Retratos robados




Después de todo la vida es robar retratos constantemente, robamos retratos todo el tiempo que quedan en la retina.
Con estos fantaseamos historias o no.
A veces queremos que esa mirada que estamos hacienda nosotros sobre eso que convertimos en tan sólo un horizonte, a veces queremos que no se den cuenta que estamos ahí.
Pero existen esos momentos en que vemos algo que queremos que perpetúe. Y a veces hasta queremos que nos conteste con una mirada.

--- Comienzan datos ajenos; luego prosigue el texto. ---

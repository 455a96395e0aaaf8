use crate::types::{RawRow, RegionObservation};
use crate::util::{format_int, parse_count_safe, parse_date_safe};
use csv::ReaderBuilder;
use std::fmt;
use std::io::Read;
use std::path::PathBuf;
use std::sync::Arc;

/// Failures that prevent a dataset from being read at all.
///
/// Bad rows are not in here: they are dropped and counted in
/// [`LoadReport`].
#[derive(Debug, thiserror::Error)]
pub enum LoadError {
    #[error("I/O error reading {path}: {source}")]
    Io {
        path: PathBuf,
        #[source]
        source: std::io::Error,
    },
    #[error("HTTP request failed: {0}")]
    Http(#[from] reqwest::Error),
    #[error("HTTP {status} fetching {url}")]
    Status { url: String, status: u16 },
    #[error("CSV error: {0}")]
    Csv(#[from] csv::Error),
    #[error("header is missing required columns: {}", .missing.join(", "))]
    MissingColumns { missing: Vec<String> },
    #[error("invalid dataset locator: {0:?}")]
    InvalidLocator(String),
}

/// Where a dataset comes from.
#[derive(Debug, Clone, PartialEq, Eq)]
pub enum DatasetSource {
    File(PathBuf),
    Url(reqwest::Url),
}

impl DatasetSource {
    /// Interpret a locator: `http://` and `https://` are URLs, anything
    /// else is a filesystem path.
    ///
    /// # Errors
    ///
    /// Returns [`LoadError::InvalidLocator`] for an empty locator or an
    /// unparsable URL.
    pub fn parse(locator: &str) -> Result<Self, LoadError> {
        let locator = locator.trim();
        if locator.is_empty() {
            return Err(LoadError::InvalidLocator(locator.to_string()));
        }
        if locator.starts_with("http://") || locator.starts_with("https://") {
            return reqwest::Url::parse(locator)
                .map(Self::Url)
                .map_err(|_| LoadError::InvalidLocator(locator.to_string()));
        }
        Ok(Self::File(PathBuf::from(locator)))
    }
}

impl fmt::Display for DatasetSource {
    fn fmt(&self, f: &mut fmt::Formatter<'_>) -> fmt::Result {
        match self {
            Self::File(path) => write!(f, "{}", path.display()),
            Self::Url(url) => write!(f, "{url}"),
        }
    }
}

#[derive(Debug, Clone, Copy, Default, PartialEq, Eq)]
pub struct LoadReport {
    pub total_rows: usize,
    pub kept_rows: usize,
    pub dropped_rows: usize,
}

/// Columns every dataset header must carry, in any order.
pub const REQUIRED_COLUMNS: [&str; 6] = [
    "name",
    "confirmed",
    "discharged",
    "deceased",
    "suspected",
    "updatedAtDate",
];

/// A successfully loaded dataset. Records keep source-file order.
#[derive(Debug, Clone)]
pub struct Dataset {
    pub records: Arc<[RegionObservation]>,
    pub report: LoadReport,
    pub source: DatasetSource,
}

/// Validate one raw row. `None` means the row is dropped.
fn observation_from_row(row: RawRow) -> Option<RegionObservation> {
    let region_name = row
        .name
        .as_deref()
        .map(str::trim)
        .filter(|n| !n.is_empty())?;
    Some(RegionObservation {
        region_name: region_name.to_string(),
        confirmed: parse_count_safe(row.confirmed.as_deref())?,
        discharged: parse_count_safe(row.discharged.as_deref())?,
        deceased: parse_count_safe(row.deceased.as_deref())?,
        suspected: parse_count_safe(row.suspected.as_deref())?,
        observed_date: parse_date_safe(row.updated_at_date.as_deref())?,
    })
}

/// Parse a CSV stream with a header row into observations.
///
/// Rows with a missing name, metric or date, or with a value that does not
/// coerce, are skipped. The header itself must name every column in
/// [`REQUIRED_COLUMNS`]; a file without one is rejected rather than read
/// as an empty dataset.
///
/// # Errors
///
/// Returns [`LoadError::Csv`] if the header cannot be read and
/// [`LoadError::MissingColumns`] if it lacks a required column.
pub fn parse_observations<R: Read>(
    reader: R,
) -> Result<(Vec<RegionObservation>, LoadReport), LoadError> {
    let mut rdr = ReaderBuilder::new().flexible(true).from_reader(reader);
    let headers = rdr.headers()?;
    let missing: Vec<String> = REQUIRED_COLUMNS
        .iter()
        .filter(|column| !headers.iter().any(|h| h.trim() == **column))
        .map(|column| column.to_string())
        .collect();
    if !missing.is_empty() {
        return Err(LoadError::MissingColumns { missing });
    }

    let mut total_rows = 0usize;
    let mut dropped_rows = 0usize;
    let mut records: Vec<RegionObservation> = Vec::new();

    for result in rdr.deserialize::<RawRow>() {
        total_rows += 1;
        let row = match result {
            Ok(r) => r,
            Err(e) => {
                log::debug!("row {total_rows}: unreadable ({e})");
                dropped_rows += 1;
                continue;
            }
        };
        match observation_from_row(row) {
            Some(obs) => records.push(obs),
            None => {
                log::debug!("row {total_rows}: missing or non-numeric field");
                dropped_rows += 1;
            }
        }
    }

    let report = LoadReport {
        total_rows,
        kept_rows: records.len(),
        dropped_rows,
    };
    Ok((records, report))
}

async fn read_source(source: &DatasetSource) -> Result<Vec<u8>, LoadError> {
    match source {
        DatasetSource::File(path) => {
            tokio::fs::read(path).await.map_err(|source| LoadError::Io {
                path: path.clone(),
                source,
            })
        }
        DatasetSource::Url(url) => {
            let response = reqwest::get(url.clone()).await?;
            let status = response.status();
            if !status.is_success() {
                return Err(LoadError::Status {
                    url: url.to_string(),
                    status: status.as_u16(),
                });
            }
            Ok(response.bytes().await?.to_vec())
        }
    }
}

/// Read and parse a dataset from a file or URL.
///
/// # Errors
///
/// Returns [`LoadError`] when the resource cannot be read or its header
/// is unreadable or incomplete. An empty result is not an error.
pub async fn load(source: DatasetSource) -> Result<Dataset, LoadError> {
    log::info!("Loading dataset from {source}");
    let bytes = read_source(&source).await?;
    let (records, report) = parse_observations(bytes.as_slice())?;
    log::info!(
        "Loaded {} rows from {source} ({} kept, {} dropped)",
        format_int(report.total_rows),
        format_int(report.kept_rows),
        format_int(report.dropped_rows)
    );
    Ok(Dataset {
        records: records.into(),
        report,
        source,
    })
}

Una mirada que lleve a algo mucho más grande que tener que usar el lenguaje de las palabras o las señas. Sólo hace falta el lenguaje de la imagen y cuando existe esa correspondencia, existe esa imagen que vale más que mil palabras, existe algo mágico, existe la vida, que no es más, ni tampoco menos, que un simple acto de complicidad que nos recuerda que estamos vivxs, despiertxs. Todo el tiempo recibiendo cosas del universo. Yo elijo pensar que es una forma de dar y recibir amor.
Conlleva mucho más de algo imaginario que de algo real ¿O será un 50% de realidad y un 50% de imaginación? Nunca fui buena para las estadísticas.
Ni idea, después de todo, todo depende de la forma de ver las cosas y todxs las vemos distintas.

Bienvenidas sean las múltiples realidades.